Entries shown:
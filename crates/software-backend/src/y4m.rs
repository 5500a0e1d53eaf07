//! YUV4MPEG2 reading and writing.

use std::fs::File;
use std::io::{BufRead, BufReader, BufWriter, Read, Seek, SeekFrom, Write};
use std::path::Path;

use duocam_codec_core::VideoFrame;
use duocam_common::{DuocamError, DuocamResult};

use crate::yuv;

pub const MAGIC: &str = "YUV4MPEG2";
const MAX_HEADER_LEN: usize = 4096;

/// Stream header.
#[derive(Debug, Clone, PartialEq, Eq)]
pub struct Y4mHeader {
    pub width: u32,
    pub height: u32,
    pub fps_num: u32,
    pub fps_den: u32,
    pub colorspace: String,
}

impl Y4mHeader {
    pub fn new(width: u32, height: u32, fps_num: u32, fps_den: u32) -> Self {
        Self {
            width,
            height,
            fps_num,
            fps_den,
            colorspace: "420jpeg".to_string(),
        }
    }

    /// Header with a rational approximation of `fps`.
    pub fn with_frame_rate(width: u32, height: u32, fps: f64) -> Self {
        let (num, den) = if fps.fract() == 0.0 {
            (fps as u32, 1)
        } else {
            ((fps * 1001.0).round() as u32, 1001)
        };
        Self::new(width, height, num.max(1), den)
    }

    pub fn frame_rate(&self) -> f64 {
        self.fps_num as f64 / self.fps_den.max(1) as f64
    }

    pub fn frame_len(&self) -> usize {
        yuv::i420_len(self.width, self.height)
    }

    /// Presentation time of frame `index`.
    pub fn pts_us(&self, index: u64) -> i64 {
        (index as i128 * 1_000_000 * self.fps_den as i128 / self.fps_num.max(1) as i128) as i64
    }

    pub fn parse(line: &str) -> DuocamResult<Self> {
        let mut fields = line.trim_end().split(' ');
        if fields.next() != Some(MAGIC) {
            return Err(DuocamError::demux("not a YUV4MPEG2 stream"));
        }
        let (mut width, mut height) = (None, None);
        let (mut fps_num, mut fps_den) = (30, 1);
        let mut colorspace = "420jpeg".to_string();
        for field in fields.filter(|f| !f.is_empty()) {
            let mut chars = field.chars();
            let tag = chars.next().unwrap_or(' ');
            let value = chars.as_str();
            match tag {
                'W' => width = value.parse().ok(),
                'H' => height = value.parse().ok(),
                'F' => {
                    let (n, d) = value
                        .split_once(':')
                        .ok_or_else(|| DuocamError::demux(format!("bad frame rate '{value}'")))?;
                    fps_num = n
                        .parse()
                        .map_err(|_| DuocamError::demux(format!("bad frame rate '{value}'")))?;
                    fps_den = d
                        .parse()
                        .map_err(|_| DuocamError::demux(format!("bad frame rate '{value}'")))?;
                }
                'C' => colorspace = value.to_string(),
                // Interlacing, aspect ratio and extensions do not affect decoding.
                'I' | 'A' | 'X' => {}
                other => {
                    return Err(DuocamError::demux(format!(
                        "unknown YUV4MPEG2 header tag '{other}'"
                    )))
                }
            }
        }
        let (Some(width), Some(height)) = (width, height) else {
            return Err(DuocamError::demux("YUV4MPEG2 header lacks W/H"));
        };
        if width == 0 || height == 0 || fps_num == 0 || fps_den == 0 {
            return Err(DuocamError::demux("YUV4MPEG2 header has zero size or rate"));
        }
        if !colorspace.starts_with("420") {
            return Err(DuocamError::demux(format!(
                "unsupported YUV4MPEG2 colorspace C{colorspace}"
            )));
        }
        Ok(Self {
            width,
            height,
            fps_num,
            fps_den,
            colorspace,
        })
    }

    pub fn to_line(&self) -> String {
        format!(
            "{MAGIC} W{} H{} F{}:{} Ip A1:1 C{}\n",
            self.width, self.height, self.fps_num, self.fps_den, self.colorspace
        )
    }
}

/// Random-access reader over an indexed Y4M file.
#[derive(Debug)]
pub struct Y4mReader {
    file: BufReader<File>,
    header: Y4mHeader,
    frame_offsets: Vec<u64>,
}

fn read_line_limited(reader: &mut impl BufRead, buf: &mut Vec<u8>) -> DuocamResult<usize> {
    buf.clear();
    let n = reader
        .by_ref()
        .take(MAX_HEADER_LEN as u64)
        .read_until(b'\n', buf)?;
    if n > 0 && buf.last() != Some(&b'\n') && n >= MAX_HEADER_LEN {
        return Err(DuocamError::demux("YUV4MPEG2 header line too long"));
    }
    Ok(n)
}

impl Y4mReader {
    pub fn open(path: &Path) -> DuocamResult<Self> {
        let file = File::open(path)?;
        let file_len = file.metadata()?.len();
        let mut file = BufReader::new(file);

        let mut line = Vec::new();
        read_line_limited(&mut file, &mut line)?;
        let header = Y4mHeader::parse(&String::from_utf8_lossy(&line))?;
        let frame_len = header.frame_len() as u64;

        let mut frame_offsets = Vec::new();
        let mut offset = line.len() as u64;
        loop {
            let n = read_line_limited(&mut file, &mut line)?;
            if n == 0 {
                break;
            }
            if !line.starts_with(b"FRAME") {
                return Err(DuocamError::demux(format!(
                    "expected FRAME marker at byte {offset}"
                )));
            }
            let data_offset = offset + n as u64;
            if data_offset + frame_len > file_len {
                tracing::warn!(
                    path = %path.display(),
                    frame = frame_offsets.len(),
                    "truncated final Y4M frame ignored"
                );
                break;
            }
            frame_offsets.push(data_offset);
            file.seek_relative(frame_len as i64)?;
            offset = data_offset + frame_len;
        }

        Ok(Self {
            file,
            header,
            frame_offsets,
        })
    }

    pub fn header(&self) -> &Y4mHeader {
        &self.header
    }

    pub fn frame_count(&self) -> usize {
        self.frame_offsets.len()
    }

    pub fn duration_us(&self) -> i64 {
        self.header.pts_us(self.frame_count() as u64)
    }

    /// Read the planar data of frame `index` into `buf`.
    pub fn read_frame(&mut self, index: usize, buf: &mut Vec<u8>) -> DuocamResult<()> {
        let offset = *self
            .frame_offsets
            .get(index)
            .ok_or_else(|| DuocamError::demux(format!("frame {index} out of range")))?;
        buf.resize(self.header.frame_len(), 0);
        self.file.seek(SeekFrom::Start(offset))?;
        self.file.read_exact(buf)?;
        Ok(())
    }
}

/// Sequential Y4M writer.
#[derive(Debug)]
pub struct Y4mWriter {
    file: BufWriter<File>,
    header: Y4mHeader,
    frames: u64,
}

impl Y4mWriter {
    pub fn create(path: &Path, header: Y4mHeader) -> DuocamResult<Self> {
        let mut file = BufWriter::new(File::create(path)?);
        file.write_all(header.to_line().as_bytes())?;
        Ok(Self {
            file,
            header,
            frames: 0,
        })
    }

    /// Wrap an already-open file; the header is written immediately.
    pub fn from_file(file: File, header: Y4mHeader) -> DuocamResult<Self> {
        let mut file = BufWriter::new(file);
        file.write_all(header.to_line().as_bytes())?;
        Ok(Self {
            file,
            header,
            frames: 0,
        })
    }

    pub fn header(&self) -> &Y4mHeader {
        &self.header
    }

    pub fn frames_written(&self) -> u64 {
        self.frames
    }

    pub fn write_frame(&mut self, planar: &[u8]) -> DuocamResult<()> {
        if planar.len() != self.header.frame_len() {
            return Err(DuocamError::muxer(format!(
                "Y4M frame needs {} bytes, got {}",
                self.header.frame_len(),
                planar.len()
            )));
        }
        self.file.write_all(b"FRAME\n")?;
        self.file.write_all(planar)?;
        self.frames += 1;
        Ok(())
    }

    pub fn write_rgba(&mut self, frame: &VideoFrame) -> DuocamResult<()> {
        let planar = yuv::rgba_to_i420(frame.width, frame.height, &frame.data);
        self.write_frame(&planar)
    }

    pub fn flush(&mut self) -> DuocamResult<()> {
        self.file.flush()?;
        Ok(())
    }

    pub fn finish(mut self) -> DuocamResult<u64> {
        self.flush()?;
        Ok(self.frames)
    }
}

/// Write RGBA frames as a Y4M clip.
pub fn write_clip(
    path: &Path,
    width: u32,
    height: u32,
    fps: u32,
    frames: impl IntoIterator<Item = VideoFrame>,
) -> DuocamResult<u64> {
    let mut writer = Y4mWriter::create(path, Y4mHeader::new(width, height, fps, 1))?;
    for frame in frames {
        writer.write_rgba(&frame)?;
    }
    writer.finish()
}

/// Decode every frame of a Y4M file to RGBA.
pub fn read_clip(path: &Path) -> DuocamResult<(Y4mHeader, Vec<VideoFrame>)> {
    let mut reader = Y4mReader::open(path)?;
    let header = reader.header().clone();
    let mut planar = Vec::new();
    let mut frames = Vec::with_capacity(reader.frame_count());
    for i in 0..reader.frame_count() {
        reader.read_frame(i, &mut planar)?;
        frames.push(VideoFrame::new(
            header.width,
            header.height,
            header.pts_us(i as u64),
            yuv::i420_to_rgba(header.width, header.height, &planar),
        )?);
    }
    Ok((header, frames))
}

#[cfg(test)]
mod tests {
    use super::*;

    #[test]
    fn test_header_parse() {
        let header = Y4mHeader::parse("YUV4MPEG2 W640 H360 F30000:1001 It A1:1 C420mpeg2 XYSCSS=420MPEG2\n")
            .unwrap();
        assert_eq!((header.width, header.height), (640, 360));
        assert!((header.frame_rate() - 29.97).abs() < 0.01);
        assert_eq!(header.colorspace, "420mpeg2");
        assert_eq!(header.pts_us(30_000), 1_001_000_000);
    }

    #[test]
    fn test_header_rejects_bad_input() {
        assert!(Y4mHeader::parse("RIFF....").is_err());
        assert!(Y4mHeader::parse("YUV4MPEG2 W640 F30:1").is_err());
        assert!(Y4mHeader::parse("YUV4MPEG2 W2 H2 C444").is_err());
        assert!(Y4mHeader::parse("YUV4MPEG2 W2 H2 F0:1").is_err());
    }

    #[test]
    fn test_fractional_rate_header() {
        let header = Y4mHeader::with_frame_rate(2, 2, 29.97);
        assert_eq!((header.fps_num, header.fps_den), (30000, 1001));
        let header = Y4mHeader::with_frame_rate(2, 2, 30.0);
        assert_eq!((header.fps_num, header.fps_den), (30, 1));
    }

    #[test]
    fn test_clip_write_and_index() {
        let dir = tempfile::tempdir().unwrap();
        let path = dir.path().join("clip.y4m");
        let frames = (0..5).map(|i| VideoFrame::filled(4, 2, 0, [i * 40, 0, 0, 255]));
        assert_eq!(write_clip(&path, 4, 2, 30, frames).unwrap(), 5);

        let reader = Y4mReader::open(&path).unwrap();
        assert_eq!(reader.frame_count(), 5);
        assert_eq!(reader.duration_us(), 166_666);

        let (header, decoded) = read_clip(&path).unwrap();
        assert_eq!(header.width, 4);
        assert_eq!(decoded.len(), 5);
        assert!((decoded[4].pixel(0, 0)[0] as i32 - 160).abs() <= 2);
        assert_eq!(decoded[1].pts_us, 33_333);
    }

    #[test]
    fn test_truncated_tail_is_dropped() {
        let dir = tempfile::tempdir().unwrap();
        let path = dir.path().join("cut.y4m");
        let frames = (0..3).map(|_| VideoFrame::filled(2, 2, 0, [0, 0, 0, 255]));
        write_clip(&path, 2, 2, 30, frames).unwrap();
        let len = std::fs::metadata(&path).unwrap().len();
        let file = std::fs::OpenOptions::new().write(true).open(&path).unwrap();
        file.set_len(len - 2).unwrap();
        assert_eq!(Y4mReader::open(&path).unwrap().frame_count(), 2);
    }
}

---

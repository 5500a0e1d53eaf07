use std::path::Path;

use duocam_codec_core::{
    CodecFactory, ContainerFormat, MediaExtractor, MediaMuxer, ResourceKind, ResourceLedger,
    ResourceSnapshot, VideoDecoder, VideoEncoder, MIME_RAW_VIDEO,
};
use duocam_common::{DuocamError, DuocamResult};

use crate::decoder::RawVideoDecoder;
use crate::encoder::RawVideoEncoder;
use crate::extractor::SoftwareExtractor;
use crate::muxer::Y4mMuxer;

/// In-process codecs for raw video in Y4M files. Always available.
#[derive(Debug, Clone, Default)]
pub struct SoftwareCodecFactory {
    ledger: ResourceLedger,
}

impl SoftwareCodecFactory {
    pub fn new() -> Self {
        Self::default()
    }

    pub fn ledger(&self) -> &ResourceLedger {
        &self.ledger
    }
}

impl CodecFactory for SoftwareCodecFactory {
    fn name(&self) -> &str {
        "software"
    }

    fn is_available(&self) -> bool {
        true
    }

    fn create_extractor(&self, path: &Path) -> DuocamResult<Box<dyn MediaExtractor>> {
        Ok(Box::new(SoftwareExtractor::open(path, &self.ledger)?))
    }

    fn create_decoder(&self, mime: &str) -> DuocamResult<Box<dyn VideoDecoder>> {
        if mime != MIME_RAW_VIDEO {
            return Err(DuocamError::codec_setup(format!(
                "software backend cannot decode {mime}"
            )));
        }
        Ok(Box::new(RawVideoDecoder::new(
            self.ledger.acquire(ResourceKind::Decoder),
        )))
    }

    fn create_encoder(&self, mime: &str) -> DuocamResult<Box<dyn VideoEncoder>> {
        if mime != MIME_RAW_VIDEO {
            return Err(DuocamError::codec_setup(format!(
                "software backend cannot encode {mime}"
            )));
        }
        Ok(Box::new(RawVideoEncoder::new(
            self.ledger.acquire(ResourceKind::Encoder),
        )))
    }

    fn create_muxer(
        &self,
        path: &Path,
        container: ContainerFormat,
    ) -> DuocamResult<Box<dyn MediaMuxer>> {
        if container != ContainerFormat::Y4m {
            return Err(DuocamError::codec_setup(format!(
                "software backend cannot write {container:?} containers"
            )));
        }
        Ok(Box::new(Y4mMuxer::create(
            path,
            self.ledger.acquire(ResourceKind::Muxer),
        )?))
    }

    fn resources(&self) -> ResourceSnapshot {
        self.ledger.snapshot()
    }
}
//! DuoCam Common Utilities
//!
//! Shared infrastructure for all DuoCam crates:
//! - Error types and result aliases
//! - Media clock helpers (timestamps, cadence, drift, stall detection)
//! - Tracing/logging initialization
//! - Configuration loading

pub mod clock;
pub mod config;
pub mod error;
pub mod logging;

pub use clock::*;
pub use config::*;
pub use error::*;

Required work: If a line in the entries holds the string "SoftwareExtractor", it belongs in the tally; state the tally alone.

Result below: 2